Ladies and gentlemen, mothers and fathers of the world, forget all the sleep aids you've tried so far. The solution is here and it's so simple: "5+8" is the magic formula that will put your crying baby to sleep from now on. Within a mere 13 minutes. And this is how the scientifically proven formula works: Parents should take their crying baby in their arms and hold him close for five minutes. Then, after the baby has fallen asleep, hold him sitting up for another eight minutes and then put him to bed. That's it. That's all the witchcraft.
Is your head rattling right now too? I imagine how much of my life I've spent at, in and around my children's bed trying unsuccessfully (again) to get them to sleep. And above all: how many hours and nerves I would have saved myself by doing this if I had known about the 5+8 method much earlier.
Our daily and nightly sleep-in game
Irony off. In truth, my head is rattling for another reason: great scepticism. After six years of experience as a mother and two children with completely different sleeping patterns, I simply cannot believe that the solution to all problems falling asleep should be (or have been) so simple.
Actually, my husband and I didn't do too much wrong. We carried our children around when they cried in bed and couldn't sleep. I guess that's what you call parental instinct. But the problem was that they woke up and continued to scream when we tried to put them back down. That, in turn, was probably their childish instinct. So we carried them around again, put them down again, they woke up again ... Our daily (and nightly) game.
Our basic mistakes: the time span and the lack of sitting down. So, according to the latest research, we should have carried our children to sleep for exactly five minutes and then sat down in a chair with them for another eight minutes before putting them to bed. How I would love to test this "instruction manual" now, unfortunately the children are already too old and too heavy for that.
The way to the magic formula
So all I have left is the study. And I'm taking a closer look at it.
Four conditions were studied: Babies between zero and seven months were all kept walking and sitting, and placed in a stationary or moving cot (such as a moving pram). The researchers found that their heart rates slowed down rapidly when the mother held her baby in her arms while walking.
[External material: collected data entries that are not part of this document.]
pub fn analyse_segment(
    input: &str,
    off: usize,
    line_index: &super::line_index::LineIndex,
    arena: &Arena,
    mut above: Option<ContainerId>,
    options: &ParseOptions,
) -> AnalysisResult {
    let bytes = input.as_bytes();
    let end = line_index.find_next_line_end(input, off);
    let line_number = line_index.line_number_of(off);
    let mut seg = Segment::new(line_number, off, end);
    let mut this_segment_end = end;

    let mut local_indent = 0usize;
    let mut total_indent = 0usize;
    let mut repeated_markers: Option<RepeatedMarker> = None;

    if let Some(ac) = above {
        let c = arena.get(ac);
        local_indent = c.indent;
        total_indent = local_indent;
        if let Some(rm) = c.repeated_markers {
            if !c.closed {
                repeated_markers = Some(rm);
            }
        }
    }

    if let Some(_rm) = repeated_markers {
        let ac = arena.get(above.unwrap());
        if !ac.closed {
            seg.flag = ac.flag;
            seg.blank_line = false;
            seg.bounds.end = seg.end;
            seg.bounds.post = seg.end;
        }
    }

    let mut whitespace_counter = 0usize;
    let mut acc = String::new();

    let mut cursor = off;
    'scan: while cursor < end {
        acc.push(bytes[cursor] as char);

        if let Some(ac) = above {
            if local_indent > 0 && seg.blank_line && whitespace_counter >= local_indent && !arena.get(ac).closed {
                seg.start = cursor;
                above = select_last_child_container(arena, above);
                if let Some(new_ac) = above {
                    total_indent += arena.get(new_ac).indent;
                    local_indent = arena.get(new_ac).indent;
                    repeated_markers = arena.get(new_ac).repeated_markers;
                } else {
                    local_indent = 0;
                    repeated_markers = None;
                }
            }
        }

        if !(is_whitespace(bytes[cursor]) || bytes[cursor] == b'\n') && seg.blank_line {
            seg.blank_line = false;
            seg.first_non_blank = cursor;
            acc.clear();
            acc.push(bytes[cursor] as char);
        }

        let ch = bytes[cursor];
        if ch == b' ' {
            whitespace_counter += 1;
        } else if ch == b'\t' {
            whitespace_counter += 4;
        } else if ch == b'\\' {
            if cursor == seg.start && repeated_markers.is_none() {
                seg.make_paragraph(seg.start);
                this_segment_end = seg.end;
                break 'scan;
            } else {
                cursor += 1;
                continue 'scan;
            }
        } else if let Some(rm) = repeated_markers {
            if ch == rm.marker {
                let off_before = cursor;
                let mut scan_off = cursor;
                let num = check_for_closing_delimiters(
                    input,
                    &mut scan_off,
                    &mut seg,
                    rm.marker,
                    rm.count,
                    rm.allow_greater_number,
                    rm.allow_chars_before_closing,
                    rm.allow_attributes,
                );
                if num > 0 {
                    seg.close_block = true;
                    seg.flag = arena.get(above.unwrap()).flag;
                    seg.bounds.end = off_before;
                    seg.bounds.post = scan_off;
                    this_segment_end = scan_off;
                    break 'scan;
                }
            }
        } else if ch == b'#' {
            let count = count_marks_at(input, cursor, b'#');
            if check_ws_before(&seg, cursor)
                && count > 0
                && count < 7
                && check_ws_or_end(input, cursor + count)
                && check_indent(whitespace_counter, total_indent, 3)
            {
                seg.flag = OpenerFlag::H;
                seg.bounds.pre = seg.start;
                let sep = input.as_bytes().get(cursor + count).copied();
                seg.bounds.beg = if sep.map(|b| b != b'\n' && is_whitespace(b)).unwrap_or(false) {
                    cursor + count + 1
                } else {
                    cursor + count
                };
                seg.count = count as u32;
                seg.solved = Solved::Full;
                seg.kind = BlockKind::H;
                this_segment_end = end;
                break 'scan;
            } else {
                seg.make_paragraph(seg.start);
                this_segment_end = seg.end;
                break 'scan;
            }
        } else if ch == b'>' {
            if check_ws_before(&seg, cursor) && check_indent(whitespace_counter, total_indent, allowed_ws(OpenerFlag::Quote)) {
                seg.bounds.pre = seg.start;
                seg.bounds.beg = cursor + 1;
                seg.flag = OpenerFlag::Quote;
                seg.kind = BlockKind::Quote;
                this_segment_end = cursor + 1;
                seg.solved = Solved::Full;
                if check_space_after(input, cursor) {
                    seg.bounds.beg = cursor + 2;
                    this_segment_end = cursor + 2;
                }
                break 'scan;
            } else {
                seg.make_paragraph(seg.start);
                this_segment_end = seg.end;
                break 'scan;
            }
        } else if ch == b'*' {
            if check_ws_before(&seg, cursor) && check_ws_or_end(input, cursor + 1) && seg.flag != OpenerFlag::List {
                seg.make_ul(cursor, b'*', whitespace_counter);
                this_segment_end = if check_space_after(input, cursor) { cursor + 2 } else { cursor + 1 };
                break 'scan;
            } else {
                seg.make_paragraph(seg.start);
                this_segment_end = seg.end;
                break 'scan;
            }
        } else if ch == b'-' {
            let count = count_marks_at(input, cursor, b'-');
            if check_ws_before(&seg, cursor) && count > 2 && check_for_whitespace_after(input, cursor + count) {
                seg.flag = OpenerFlag::Hr;
                seg.bounds.pre = cursor;
                seg.bounds.beg = cursor + count;
                this_segment_end = seg.end;
                seg.solved = Solved::Full;
                seg.kind = BlockKind::Hr;
                break 'scan;
            } else if check_ws_before(&seg, cursor)
                && check_ws_or_end(input, cursor + 1)
                && seg.flag != OpenerFlag::List
            {
                seg.make_ul(cursor, b'-', whitespace_counter);
                this_segment_end = if check_space_after(input, cursor) { cursor + 2 } else { cursor + 1 };
                break 'scan;
            } else {
                seg.make_paragraph(seg.start);
                this_segment_end = seg.end;
                break 'scan;
            }
        } else if ch == b'+' {
            if check_ws_before(&seg, cursor)
                && check_ws_or_end(input, cursor + 1)
                && seg.flag != OpenerFlag::List
                && check_indent(whitespace_counter, total_indent, allowed_ws(OpenerFlag::List))
            {
                seg.make_ul(cursor, b'+', whitespace_counter);
                this_segment_end = if check_space_after(input, cursor) { cursor + 2 } else { cursor + 1 };
                break 'scan;
            }
        } else if ch == b'(' {
            if seg.flag == OpenerFlag::List || !check_ws_before(&seg, cursor) {
                seg.make_paragraph(seg.start);
                this_segment_end = seg.end;
                break 'scan;
            }
            seg.solved = Solved::Partial;
            acc.clear();
            seg.flag = OpenerFlag::List;
            seg.li_pre_marker = b'(';
        } else if ch == b')' || ch == b'.' {
            let token = &acc[..acc.len() - 1];
            if !token.is_empty()
                && token.len() < 12
                && check_ws_or_end(input, cursor + 1)
                && !(seg.li_pre_marker == b'(' && ch == b'.')
            {
                seg.bounds.pre = seg.start;
                seg.bounds.beg = cursor + 1;
                seg.indent = cursor + 2 - seg.start + whitespace_counter;
                this_segment_end = cursor + 2;
                if cursor + 1 < bytes.len() && bytes[cursor + 1] == b' ' {
                    seg.bounds.beg += 1;
                }
                seg.flag = OpenerFlag::List;
                seg.solved = Solved::Partial;
                seg.li_post_marker = ch;
                seg.acc = token.to_string();
                break 'scan;
            } else {
                seg.make_paragraph(seg.start);
                this_segment_end = seg.end;
                break 'scan;
            }
        } else if ch == b'[' {
            let parent_is_root = above
                .map(|ac| arena.get(ac).parent == Some(crate::parser::container::ROOT))
                .unwrap_or(true);
            if !check_indent(whitespace_counter, total_indent, allowed_ws(OpenerFlag::Definition)) || !parent_is_root {
                seg.make_paragraph(seg.start);
                this_segment_end = seg.end;
                break 'scan;
            }
            let start_off = cursor;
            let mut scan_off = cursor;
            let mut name_acc = String::new();
            let found_end = crate::grammar::lexical::advance_until(input, &mut scan_off, &mut name_acc, b']');
            let next_is_colon = scan_off + 1 < bytes.len() && bytes[scan_off + 1] == b':';
            if !found_end || !next_is_colon || scan_off - start_off < 2 {
                seg.make_paragraph(seg.start);
                this_segment_end = seg.end;
                break 'scan;
            } else {
                seg.flag = OpenerFlag::Definition;
                seg.solved = Solved::Full;
                seg.indent = 4 + whitespace_counter;
                seg.bounds.pre = seg.start;
                seg.bounds.beg = scan_off + 2;
                seg.bounds.end = scan_off + 2;
                seg.bounds.post = scan_off + 2;
                this_segment_end = scan_off + 2;
                seg.acc = name_acc;
                break 'scan;
            }
        } else if ch == b':' {
            let before_off = cursor;
            let mut scan_off = cursor;
            let count = count_marks(input, &mut scan_off, b':');
            skip_whitespace(input, &mut scan_off);
            if check_ws_before(&seg, before_off) && count == 3 && scan_off < end {
                seg.flag = OpenerFlag::Div;
                seg.bounds.pre = seg.start;
                seg.bounds.beg = seg.end;
                seg.bounds.end = seg.end;
                seg.bounds.post = seg.end;
                let parent_indent = above.map(|ac| arena.get(ac).indent).unwrap_or(0);
                seg.indent = 4 + parent_indent;
                this_segment_end = seg.end;
                let (name, attrs) = get_name_and_attributes(input, &mut scan_off);
                seg.acc = name;
                seg.attributes = attrs;
                break 'scan;
            } else {
                seg.make_paragraph(seg.start);
                this_segment_end = seg.end;
                break 'scan;
            }
        } else if ch == b'$' {
            let tmp_off = cursor;
            let mut scan_off = cursor;
            let count = count_marks(input, &mut scan_off, b'$');
            let mut throwaway = String::new();
            crate::grammar::lexical::advance_until(input, &mut scan_off, &mut throwaway, b'$');
            let closing = check_for_closing_delimiters(input, &mut scan_off, &mut seg, b'$', 2, false, true, true);
            if check_ws_before(&seg, tmp_off) && count == 2 && closing >= 0 {
                seg.flag = OpenerFlag::Latex;
                seg.bounds.beg = tmp_off + count;
                seg.bounds.end = seg.end;
                seg.bounds.post = seg.end;
                if closing > 0 {
                    seg.close_block = true;
                    seg.bounds.end = scan_off - closing as usize;
                }
                this_segment_end = scan_off + 1;
                break 'scan;
            } else {
                seg.make_paragraph(seg.start);
                this_segment_end = seg.end;
                break 'scan;
            }
        } else if ch == b'`' {
            let count = count_marks_at(input, cursor, b'`');
            if check_ws_before(&seg, cursor) && count > 2 && check_indent(whitespace_counter, total_indent, allowed_ws(OpenerFlag::Code)) {
                seg.flag = OpenerFlag::Code;
                seg.bounds.beg = seg.end;
                seg.bounds.end = seg.end;
                seg.bounds.post = seg.end;
                seg.count = count as u32;
                let mut scan_off = cursor + count;
                let (name, attrs) = get_name_and_attributes(input, &mut scan_off);
                seg.acc = name;
                seg.attributes = attrs;
                this_segment_end = scan_off;
                break 'scan;
            } else {
                seg.make_paragraph(seg.start);
                this_segment_end = seg.end;
                break 'scan;
            }
        }

        cursor += 1;
    }

    if !seg.blank_line && seg.flag == OpenerFlag::None {
        seg.make_paragraph(seg.start);
        this_segment_end = seg.end;
    }
    if whitespace_counter < local_indent && seg.first_non_blank.saturating_sub(seg.start) > allowed_ws(seg.flag) {
        seg.make_paragraph(seg.start);
        this_segment_end = seg.end;
    }

    if seg.blank_line && whitespace_counter <= local_indent {
        if let Some(ac) = above {
            let kind = arena.get(ac).kind;
            if kind == BlockKind::Li || kind == BlockKind::Def || kind == BlockKind::Div {
                seg.skip_segment = true;
            }
        }
    }

    if seg.flag == OpenerFlag::List && seg.solved == Solved::Partial {
        if seg.li_pre_marker == b'(' && seg.li_post_marker != b')' {
            seg.make_paragraph(seg.start);
            this_segment_end = seg.end;
        } else {
            let valid = (verify_positive_number(&acc) && acc.len() < 10)
                || validate_roman_enumeration(&acc)
                || (alpha_to_decimal(&acc) > 0 && acc.len() < 4);
            if valid {
                seg.solved = Solved::Full;
                seg.acc = acc.clone();
                seg.kind = BlockKind::Ol;
            } else {
                seg.make_paragraph(seg.start);
                this_segment_end = seg.end;
            }
        }
    }

    if seg.flag == OpenerFlag::List && seg.bounds.beg == seg.end {
        seg.no_content_after = true;
    }

    let _ = options;
    AnalysisResult { segment: seg, resume_at: this_segment_end, above_container: above }
}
There was a similar result in the moving cot, but not when the mother held her child sitting up or placed it in a stationary cot. The effect was clearest when the baby was carried around at a steady pace for at least five minutes: All babies stopped crying and almost half fell back asleep during this time. In a second step, the participants put their sleeping child to bed. Result: More than a third woke up again within 20 seconds. However, if they were able to sleep in their arms longer, they were less likely to wake up again. And: Their heart rate was lower in this case in bed than in their mother's arms.
This then resulted in the optimal run-hold mixed formula: five minutes carry, eight minutes hold.
I am impressed. And amazed. So all the more or less awkward lay-down techniques I tried and practised with my daughters were for naught. The key to successful laying down is apparently the period of time during which the child is asleep. This also surprised the researcher and main author of the study, Kumi Kuroda, as she states in the report. And she is, after all, a mother of four.
There are two catches
What surprises me even more, however, is that the tests were carried out with only 21 participants. And in my opinion, that is not very meaningful. Couldn't it just be pure coincidence that most of these 21 babies responded to the formula? Aren't children and their sleep practices ultimately too individual for a universal patent remedy? After all, even the researchers admit in their report that this is a small series of experiments that would have to be confirmed in studies with larger samples. And then there's another point that makes me wonder: The formula only works with crying children. Because if the babies were already quiet (but awake), the carrying-around effect was absent. Too bad.
For me, the revolution would have come too late anyway, but I would have heartily wished it on all overtired mothers and fathers of newborns. But maybe it will come. Until then, the rule of thumb - which has been researched in practice - applies once again: what is good for one child is by no means good for another. And sometimes sleeping aids do perform a valuable service after all.
Auftaktbild: UnsplashMom of Anna and Elsa, aperitif expert, group fitness fanatic, aspiring dancer and gossip lover. Often a multitasker and a person who wants it all, sometimes a chocolate chef and queen of the couch.